Task to carry out: Which of the lines below include the word "derive"? Pull each one out.

Collected data entries:
╔══

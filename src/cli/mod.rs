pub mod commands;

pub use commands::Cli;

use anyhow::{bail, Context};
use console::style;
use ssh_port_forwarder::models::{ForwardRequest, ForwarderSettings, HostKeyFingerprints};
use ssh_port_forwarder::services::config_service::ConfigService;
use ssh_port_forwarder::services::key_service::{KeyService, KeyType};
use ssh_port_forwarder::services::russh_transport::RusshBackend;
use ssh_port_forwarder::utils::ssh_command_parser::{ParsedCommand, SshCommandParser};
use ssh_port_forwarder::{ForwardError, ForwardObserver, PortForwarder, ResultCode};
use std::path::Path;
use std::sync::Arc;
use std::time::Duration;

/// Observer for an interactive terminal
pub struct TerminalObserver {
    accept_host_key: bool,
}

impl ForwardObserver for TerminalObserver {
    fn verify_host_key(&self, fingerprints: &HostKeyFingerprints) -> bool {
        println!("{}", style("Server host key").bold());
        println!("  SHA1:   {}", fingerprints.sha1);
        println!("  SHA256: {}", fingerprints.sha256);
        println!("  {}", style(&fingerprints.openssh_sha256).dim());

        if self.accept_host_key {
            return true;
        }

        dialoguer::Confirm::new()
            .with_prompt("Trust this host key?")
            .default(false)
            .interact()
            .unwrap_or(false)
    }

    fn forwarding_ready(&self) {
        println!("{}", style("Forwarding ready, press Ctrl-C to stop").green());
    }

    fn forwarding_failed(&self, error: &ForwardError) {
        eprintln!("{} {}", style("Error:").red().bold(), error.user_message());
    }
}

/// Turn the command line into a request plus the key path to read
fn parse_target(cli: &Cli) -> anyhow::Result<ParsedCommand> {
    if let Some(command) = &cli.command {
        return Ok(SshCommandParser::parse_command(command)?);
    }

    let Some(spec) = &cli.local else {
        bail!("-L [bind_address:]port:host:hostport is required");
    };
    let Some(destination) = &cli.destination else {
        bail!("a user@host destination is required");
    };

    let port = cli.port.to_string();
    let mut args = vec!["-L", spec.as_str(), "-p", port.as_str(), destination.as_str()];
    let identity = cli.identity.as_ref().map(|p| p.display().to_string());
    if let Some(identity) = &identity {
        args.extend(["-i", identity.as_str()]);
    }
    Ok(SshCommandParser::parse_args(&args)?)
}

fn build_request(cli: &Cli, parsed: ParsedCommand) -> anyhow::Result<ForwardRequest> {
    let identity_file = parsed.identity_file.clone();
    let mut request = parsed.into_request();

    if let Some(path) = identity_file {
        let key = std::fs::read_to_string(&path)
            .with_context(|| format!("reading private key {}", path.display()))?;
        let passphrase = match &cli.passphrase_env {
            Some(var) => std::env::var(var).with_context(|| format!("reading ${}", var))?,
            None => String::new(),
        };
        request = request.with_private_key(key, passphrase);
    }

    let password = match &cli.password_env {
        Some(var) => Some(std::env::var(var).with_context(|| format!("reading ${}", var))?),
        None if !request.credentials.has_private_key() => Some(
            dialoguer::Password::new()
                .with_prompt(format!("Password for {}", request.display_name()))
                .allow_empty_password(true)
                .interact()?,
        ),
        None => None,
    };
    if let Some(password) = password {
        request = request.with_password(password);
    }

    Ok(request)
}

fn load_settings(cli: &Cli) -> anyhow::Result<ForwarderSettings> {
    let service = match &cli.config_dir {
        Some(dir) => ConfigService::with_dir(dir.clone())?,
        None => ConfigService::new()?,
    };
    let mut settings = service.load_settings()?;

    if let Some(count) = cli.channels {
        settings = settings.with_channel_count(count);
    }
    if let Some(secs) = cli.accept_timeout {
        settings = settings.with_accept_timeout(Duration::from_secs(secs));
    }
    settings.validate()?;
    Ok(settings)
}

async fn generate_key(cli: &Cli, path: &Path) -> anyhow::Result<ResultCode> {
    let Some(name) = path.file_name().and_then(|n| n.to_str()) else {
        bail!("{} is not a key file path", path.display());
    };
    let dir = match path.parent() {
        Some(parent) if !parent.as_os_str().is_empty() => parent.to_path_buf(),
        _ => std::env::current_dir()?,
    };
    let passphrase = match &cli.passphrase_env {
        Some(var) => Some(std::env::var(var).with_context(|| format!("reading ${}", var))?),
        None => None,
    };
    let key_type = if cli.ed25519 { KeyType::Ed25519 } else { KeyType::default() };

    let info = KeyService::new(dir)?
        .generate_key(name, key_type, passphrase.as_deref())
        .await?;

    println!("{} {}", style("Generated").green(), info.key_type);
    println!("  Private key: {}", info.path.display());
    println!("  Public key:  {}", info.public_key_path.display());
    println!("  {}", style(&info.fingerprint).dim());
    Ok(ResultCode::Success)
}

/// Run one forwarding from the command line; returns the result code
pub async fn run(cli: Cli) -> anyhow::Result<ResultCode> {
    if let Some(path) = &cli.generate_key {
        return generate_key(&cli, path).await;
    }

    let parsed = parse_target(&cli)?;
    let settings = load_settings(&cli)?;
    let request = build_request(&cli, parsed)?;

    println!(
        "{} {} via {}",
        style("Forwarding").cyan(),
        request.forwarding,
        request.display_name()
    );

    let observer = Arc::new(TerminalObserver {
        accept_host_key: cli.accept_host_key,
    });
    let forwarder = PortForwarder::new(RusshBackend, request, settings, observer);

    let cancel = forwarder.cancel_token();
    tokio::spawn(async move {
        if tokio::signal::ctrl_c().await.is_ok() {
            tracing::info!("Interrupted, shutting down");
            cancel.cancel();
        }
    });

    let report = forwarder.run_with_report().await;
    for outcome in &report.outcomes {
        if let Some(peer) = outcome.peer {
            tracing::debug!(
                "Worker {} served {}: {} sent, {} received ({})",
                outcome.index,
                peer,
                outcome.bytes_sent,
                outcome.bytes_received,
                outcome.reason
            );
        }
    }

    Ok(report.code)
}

╚══
╔══

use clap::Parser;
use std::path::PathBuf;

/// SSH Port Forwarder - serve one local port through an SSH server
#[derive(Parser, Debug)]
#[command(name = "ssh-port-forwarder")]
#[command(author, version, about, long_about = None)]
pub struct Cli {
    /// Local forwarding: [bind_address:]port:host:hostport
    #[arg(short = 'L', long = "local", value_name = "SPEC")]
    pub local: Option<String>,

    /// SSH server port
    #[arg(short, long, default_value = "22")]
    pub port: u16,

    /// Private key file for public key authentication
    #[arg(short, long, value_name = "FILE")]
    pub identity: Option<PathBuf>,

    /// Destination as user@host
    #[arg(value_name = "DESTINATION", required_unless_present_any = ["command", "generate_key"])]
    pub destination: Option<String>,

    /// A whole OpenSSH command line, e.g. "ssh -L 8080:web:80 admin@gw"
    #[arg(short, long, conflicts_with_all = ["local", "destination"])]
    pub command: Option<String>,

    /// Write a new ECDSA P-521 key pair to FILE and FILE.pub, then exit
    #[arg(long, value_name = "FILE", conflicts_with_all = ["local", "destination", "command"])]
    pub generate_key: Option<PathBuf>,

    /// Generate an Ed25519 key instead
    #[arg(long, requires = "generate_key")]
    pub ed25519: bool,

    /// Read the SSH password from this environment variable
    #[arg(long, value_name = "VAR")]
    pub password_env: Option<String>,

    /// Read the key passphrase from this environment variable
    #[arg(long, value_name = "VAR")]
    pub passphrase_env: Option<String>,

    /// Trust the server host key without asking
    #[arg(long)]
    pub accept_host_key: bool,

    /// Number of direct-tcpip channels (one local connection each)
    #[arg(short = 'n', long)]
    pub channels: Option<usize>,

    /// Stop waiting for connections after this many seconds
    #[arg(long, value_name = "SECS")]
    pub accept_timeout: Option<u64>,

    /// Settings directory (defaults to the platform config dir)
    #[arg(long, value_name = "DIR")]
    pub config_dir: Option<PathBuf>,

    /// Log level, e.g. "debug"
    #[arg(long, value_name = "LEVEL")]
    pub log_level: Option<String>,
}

╚══
╔══

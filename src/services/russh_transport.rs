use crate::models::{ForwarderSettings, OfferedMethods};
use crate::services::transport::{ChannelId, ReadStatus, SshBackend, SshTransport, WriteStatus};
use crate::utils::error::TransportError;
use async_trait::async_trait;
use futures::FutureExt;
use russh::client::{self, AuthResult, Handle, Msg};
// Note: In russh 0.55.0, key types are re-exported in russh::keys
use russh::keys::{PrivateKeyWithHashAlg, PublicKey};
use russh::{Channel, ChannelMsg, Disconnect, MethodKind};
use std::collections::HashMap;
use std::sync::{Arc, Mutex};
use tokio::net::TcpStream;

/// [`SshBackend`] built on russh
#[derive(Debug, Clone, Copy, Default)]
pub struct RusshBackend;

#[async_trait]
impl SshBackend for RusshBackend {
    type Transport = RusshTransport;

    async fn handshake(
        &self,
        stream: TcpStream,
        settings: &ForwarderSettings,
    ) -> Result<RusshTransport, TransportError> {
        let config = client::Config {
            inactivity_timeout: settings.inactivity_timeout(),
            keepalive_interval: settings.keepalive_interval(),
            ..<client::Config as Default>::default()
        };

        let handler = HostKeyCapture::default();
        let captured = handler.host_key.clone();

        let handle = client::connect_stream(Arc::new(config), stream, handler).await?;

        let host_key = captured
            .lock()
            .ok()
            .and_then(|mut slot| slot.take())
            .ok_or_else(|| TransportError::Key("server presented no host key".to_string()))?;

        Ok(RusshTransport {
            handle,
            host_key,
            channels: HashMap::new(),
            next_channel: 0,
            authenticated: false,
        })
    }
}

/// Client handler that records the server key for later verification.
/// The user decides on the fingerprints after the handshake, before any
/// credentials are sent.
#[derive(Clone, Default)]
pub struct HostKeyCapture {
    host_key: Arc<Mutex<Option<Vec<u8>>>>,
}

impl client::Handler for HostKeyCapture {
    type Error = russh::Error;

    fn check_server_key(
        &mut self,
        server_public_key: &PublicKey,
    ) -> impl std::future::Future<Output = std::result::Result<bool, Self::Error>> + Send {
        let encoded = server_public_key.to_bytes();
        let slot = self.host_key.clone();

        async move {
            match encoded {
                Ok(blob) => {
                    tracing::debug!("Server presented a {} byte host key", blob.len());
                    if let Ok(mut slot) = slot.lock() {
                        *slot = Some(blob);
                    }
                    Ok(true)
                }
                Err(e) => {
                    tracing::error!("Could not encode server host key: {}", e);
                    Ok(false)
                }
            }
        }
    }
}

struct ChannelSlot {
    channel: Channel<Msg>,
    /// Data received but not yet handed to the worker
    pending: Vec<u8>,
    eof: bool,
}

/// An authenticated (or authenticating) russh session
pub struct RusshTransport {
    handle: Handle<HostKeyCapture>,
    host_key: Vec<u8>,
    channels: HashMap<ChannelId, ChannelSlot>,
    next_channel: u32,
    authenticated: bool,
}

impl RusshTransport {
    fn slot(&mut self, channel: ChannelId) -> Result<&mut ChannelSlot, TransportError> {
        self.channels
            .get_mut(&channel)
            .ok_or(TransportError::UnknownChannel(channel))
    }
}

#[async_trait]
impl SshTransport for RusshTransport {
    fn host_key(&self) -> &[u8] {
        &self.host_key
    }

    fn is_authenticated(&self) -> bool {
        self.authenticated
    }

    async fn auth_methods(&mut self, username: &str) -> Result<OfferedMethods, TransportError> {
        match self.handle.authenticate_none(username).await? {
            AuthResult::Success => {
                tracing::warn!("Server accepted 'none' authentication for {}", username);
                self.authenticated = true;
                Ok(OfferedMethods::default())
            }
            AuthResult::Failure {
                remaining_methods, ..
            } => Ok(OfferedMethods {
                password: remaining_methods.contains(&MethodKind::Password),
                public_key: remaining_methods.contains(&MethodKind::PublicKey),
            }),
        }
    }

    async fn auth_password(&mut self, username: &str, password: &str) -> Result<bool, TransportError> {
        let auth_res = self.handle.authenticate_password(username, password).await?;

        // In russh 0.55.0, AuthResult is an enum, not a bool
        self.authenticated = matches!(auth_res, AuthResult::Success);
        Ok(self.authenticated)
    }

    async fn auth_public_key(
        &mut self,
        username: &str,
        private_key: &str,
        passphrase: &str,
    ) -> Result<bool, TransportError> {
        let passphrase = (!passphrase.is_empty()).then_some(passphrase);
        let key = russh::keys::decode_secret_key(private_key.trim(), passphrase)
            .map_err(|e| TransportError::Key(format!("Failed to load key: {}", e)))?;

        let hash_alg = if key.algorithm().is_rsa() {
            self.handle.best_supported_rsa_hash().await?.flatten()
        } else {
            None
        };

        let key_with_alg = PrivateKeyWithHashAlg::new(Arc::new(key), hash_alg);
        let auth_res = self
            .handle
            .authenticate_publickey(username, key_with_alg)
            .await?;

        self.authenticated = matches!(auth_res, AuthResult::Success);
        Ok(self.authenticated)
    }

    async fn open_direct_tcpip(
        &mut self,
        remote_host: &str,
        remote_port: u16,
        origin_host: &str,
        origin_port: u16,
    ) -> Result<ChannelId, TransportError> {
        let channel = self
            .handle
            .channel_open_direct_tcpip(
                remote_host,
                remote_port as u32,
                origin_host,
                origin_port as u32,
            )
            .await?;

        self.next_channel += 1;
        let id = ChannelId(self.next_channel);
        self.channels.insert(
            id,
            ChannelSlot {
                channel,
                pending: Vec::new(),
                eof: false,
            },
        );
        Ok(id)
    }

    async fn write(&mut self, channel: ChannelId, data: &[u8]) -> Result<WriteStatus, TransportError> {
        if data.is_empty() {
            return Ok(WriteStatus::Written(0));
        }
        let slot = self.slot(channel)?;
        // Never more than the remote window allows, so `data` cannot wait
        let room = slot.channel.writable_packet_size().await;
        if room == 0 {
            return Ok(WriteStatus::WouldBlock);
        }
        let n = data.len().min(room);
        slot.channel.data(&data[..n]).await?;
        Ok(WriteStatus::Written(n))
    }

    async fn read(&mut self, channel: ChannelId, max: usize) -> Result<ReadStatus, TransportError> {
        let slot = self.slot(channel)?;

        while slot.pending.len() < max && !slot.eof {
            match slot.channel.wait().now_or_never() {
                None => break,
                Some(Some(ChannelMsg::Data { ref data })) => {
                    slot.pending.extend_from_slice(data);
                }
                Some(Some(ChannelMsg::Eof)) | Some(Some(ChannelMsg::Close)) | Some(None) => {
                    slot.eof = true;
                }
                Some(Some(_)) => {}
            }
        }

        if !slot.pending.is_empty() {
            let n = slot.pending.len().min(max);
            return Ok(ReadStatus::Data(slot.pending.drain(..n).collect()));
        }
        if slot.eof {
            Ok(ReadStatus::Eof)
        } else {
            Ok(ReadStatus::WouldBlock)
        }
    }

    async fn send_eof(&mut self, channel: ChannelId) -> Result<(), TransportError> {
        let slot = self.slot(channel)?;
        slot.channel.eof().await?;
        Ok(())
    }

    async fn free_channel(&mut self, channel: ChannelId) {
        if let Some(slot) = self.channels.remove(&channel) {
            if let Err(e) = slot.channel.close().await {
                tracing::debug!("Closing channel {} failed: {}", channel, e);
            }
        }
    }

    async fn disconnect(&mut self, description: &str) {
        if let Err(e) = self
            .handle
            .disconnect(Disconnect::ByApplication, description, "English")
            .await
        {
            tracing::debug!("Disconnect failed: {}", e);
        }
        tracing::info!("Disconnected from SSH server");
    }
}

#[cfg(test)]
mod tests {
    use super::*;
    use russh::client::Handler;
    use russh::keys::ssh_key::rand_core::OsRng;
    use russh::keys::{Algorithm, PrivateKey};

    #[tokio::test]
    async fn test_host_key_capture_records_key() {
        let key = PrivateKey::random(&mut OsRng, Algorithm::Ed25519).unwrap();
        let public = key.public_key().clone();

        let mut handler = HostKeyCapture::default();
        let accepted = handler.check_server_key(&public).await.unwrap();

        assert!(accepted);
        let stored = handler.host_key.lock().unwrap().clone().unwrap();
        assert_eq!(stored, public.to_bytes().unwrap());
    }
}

╚══

Result:
#[derive(Parser, Debug)]
#[derive(Debug, Clone, Copy, Default)]
#[derive(Clone, Default)]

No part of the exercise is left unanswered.